Saved entries:
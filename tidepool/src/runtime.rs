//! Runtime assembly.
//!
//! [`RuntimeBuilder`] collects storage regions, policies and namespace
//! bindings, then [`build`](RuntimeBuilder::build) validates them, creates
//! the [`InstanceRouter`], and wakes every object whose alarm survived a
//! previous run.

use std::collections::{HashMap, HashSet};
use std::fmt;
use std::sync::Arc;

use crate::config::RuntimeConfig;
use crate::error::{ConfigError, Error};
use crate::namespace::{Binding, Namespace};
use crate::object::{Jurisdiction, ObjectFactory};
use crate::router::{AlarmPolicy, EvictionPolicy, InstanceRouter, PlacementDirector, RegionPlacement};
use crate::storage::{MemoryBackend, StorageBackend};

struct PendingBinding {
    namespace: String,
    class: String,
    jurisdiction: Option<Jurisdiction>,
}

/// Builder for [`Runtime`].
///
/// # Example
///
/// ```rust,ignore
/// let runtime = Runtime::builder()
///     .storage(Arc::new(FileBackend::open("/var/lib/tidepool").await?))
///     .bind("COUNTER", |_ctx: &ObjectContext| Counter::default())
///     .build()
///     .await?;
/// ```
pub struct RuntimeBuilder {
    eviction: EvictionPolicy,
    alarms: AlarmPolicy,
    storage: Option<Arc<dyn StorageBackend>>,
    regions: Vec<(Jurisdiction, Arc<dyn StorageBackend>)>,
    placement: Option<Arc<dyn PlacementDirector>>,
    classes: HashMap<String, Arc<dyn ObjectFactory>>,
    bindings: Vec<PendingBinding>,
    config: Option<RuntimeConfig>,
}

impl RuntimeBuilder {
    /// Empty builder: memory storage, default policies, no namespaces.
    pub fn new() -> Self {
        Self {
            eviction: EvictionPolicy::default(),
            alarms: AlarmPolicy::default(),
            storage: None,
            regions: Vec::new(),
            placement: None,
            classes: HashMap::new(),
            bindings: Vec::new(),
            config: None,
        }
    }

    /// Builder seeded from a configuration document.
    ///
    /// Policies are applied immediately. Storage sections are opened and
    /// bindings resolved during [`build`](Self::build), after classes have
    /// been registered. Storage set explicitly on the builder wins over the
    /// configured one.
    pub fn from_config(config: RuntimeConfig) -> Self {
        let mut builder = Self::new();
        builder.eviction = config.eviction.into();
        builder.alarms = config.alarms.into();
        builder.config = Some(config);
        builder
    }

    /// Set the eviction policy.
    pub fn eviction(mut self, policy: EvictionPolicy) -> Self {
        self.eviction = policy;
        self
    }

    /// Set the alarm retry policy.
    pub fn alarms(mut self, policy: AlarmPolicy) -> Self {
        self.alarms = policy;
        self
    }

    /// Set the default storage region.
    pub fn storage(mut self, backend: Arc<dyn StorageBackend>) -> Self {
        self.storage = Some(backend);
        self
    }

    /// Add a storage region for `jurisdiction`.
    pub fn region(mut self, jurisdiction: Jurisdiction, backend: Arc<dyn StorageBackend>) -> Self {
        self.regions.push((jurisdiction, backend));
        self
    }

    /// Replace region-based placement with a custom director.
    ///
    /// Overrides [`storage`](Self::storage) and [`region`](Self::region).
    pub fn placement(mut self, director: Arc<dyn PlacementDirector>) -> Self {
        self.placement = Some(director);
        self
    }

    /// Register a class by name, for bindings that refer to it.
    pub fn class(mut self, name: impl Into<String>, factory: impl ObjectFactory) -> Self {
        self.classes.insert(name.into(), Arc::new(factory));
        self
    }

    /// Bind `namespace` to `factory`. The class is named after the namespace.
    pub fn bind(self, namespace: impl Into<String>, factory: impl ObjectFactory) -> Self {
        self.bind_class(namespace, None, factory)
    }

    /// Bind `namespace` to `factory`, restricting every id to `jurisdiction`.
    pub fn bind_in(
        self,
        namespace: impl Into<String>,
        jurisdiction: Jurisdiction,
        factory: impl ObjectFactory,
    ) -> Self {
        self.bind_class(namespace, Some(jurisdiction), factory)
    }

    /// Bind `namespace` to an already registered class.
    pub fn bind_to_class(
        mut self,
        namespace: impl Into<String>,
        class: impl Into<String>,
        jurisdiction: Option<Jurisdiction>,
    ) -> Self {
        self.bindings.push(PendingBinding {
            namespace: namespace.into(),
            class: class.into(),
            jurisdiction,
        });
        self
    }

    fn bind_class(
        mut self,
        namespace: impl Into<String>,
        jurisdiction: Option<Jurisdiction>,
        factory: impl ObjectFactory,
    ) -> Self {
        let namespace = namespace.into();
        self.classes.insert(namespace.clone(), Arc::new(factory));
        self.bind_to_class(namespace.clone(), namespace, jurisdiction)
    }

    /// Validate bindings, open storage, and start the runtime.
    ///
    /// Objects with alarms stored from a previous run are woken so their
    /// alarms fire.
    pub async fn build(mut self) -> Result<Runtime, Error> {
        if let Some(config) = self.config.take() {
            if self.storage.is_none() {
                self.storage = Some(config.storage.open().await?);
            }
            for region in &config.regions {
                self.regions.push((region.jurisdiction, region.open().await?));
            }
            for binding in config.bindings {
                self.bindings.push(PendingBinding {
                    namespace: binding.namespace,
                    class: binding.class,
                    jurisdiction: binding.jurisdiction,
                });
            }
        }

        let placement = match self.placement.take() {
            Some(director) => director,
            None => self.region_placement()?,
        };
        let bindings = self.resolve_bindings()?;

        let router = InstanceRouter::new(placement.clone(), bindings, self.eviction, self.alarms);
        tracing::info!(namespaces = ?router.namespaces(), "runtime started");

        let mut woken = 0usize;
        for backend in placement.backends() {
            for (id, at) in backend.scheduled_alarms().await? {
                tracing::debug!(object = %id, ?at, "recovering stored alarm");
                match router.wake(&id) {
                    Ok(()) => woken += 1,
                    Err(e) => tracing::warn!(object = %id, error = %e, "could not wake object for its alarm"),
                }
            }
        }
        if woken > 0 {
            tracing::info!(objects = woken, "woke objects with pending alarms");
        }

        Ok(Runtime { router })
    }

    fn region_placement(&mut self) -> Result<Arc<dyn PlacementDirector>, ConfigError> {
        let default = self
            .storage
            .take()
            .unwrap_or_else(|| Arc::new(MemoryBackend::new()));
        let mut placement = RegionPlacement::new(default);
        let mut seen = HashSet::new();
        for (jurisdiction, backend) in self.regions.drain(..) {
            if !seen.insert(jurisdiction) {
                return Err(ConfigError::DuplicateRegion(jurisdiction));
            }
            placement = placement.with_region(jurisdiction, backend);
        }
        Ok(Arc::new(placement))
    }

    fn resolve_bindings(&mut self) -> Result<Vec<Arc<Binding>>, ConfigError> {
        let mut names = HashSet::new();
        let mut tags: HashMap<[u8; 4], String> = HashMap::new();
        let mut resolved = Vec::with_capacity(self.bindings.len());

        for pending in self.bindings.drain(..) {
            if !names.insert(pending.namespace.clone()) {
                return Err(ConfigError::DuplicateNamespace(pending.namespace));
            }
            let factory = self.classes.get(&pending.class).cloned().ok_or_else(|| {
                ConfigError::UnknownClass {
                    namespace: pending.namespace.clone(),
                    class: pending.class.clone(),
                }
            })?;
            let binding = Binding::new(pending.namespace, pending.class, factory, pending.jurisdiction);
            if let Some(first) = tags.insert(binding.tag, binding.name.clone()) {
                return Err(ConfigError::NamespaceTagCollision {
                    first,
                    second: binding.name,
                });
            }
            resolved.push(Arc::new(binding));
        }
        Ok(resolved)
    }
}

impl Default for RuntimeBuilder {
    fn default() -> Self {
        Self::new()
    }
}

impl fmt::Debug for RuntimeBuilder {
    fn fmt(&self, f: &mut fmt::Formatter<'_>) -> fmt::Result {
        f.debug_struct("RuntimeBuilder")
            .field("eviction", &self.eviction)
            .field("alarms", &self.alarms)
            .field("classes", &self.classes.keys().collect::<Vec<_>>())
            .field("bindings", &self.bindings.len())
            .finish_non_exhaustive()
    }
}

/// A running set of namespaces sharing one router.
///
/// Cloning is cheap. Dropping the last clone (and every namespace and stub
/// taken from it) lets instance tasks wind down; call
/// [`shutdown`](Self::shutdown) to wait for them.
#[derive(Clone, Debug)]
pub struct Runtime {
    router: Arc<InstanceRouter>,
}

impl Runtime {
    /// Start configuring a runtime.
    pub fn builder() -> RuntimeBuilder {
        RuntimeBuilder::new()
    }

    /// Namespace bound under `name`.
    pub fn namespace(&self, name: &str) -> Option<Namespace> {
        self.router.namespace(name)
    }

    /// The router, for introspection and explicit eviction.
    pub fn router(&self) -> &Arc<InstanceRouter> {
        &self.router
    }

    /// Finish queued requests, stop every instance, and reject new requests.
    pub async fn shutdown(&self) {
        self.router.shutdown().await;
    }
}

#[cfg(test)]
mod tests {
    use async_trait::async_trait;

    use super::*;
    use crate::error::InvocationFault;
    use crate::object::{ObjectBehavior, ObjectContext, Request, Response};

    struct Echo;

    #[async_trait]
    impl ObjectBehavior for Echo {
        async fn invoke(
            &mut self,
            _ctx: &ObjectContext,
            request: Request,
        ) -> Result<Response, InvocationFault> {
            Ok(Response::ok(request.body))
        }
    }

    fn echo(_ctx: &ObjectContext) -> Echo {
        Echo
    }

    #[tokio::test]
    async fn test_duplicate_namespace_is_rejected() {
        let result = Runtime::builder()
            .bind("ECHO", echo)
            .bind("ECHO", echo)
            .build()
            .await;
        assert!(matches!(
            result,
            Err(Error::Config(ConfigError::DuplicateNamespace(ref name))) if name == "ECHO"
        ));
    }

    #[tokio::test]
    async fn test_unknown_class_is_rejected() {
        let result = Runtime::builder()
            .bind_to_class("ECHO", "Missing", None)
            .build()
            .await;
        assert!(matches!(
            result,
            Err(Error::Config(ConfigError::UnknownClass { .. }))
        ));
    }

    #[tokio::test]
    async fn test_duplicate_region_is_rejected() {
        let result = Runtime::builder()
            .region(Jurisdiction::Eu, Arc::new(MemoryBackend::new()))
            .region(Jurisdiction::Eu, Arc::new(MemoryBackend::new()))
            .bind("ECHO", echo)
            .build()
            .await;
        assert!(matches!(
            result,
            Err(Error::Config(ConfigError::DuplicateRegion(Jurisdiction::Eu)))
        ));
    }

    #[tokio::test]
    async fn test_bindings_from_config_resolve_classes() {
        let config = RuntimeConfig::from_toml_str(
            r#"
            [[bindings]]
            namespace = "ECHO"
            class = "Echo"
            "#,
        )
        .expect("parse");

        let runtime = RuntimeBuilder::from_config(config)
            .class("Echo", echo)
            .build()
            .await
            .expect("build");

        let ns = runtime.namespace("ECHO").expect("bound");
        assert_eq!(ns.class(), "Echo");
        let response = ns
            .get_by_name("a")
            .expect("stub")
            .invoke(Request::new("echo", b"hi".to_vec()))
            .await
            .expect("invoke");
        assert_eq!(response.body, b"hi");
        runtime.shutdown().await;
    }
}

--

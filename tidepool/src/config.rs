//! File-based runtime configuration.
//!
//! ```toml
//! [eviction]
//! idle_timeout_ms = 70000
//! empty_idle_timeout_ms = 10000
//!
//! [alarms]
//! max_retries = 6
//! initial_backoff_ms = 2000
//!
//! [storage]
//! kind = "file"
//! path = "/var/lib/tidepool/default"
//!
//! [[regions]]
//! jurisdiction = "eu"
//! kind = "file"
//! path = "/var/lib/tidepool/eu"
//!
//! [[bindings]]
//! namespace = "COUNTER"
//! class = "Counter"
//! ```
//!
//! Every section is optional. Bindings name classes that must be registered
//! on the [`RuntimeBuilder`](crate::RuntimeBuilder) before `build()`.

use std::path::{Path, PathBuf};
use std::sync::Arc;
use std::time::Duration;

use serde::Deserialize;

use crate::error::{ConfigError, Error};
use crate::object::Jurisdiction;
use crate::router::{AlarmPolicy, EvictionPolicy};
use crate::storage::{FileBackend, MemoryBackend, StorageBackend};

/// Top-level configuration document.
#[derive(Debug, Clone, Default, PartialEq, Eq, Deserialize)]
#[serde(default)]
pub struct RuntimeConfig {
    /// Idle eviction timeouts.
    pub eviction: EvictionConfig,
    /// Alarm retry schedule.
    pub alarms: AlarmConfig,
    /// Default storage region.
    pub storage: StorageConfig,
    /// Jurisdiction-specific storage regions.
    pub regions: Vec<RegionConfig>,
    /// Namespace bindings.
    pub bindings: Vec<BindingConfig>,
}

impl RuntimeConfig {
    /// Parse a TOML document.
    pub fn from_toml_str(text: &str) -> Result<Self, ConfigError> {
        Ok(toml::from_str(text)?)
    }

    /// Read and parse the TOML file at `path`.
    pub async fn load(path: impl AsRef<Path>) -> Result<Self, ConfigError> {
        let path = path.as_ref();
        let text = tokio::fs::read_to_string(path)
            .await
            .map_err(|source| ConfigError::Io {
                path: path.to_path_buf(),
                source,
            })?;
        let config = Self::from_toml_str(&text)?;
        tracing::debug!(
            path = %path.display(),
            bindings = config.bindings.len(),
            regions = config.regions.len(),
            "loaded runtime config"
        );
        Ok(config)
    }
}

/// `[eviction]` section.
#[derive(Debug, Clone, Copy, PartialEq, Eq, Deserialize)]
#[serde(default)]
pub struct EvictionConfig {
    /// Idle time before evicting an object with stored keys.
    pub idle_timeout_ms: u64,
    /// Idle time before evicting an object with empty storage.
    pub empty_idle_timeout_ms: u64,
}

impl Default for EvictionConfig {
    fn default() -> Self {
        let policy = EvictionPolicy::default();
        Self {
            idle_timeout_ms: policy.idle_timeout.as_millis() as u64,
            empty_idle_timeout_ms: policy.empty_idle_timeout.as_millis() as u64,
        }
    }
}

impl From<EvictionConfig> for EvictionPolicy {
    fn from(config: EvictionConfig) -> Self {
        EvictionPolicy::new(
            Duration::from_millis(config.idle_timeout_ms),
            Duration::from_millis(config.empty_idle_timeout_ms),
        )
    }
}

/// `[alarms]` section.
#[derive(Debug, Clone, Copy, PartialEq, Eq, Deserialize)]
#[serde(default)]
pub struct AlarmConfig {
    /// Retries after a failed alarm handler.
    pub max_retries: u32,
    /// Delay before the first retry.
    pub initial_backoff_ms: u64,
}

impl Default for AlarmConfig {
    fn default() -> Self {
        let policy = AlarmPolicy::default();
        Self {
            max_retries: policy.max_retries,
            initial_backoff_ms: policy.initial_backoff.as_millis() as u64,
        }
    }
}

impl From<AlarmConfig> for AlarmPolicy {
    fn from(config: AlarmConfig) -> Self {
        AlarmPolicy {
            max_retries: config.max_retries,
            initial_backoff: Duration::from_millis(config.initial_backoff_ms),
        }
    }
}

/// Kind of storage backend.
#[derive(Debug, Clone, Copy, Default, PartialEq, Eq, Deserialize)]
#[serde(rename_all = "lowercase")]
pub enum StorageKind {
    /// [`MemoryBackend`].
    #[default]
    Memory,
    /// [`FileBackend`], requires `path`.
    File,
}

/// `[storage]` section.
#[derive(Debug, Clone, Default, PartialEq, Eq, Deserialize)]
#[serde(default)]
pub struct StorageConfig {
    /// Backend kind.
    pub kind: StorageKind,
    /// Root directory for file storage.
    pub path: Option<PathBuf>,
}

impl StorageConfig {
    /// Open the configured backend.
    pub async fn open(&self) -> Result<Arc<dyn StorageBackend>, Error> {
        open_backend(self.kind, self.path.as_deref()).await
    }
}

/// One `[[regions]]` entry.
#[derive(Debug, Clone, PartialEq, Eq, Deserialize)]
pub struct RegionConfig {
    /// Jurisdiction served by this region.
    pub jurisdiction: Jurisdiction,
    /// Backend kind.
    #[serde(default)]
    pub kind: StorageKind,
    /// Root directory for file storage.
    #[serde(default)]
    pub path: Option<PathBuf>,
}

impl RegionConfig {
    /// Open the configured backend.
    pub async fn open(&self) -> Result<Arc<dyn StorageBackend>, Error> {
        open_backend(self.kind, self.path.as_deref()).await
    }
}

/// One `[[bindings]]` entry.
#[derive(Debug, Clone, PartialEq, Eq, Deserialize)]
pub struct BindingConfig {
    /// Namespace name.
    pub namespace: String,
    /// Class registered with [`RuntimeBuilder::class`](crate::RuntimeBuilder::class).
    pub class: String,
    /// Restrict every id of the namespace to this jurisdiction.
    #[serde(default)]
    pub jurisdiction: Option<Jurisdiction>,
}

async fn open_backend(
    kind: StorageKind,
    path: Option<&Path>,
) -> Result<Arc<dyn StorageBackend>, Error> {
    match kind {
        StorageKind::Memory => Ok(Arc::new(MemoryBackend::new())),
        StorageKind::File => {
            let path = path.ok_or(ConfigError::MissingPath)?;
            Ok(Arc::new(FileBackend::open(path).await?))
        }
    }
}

- Work item -
Scan the data above for the word "ObjectFactory" and report every line where it is found.

- Response below -
use crate::object::{Jurisdiction, ObjectFactory};
    classes: HashMap<String, Arc<dyn ObjectFactory>>,
    pub fn class(mut self, name: impl Into<String>, factory: impl ObjectFactory) -> Self {
    pub fn bind(self, namespace: impl Into<String>, factory: impl ObjectFactory) -> Self {
        factory: impl ObjectFactory,
        factory: impl ObjectFactory,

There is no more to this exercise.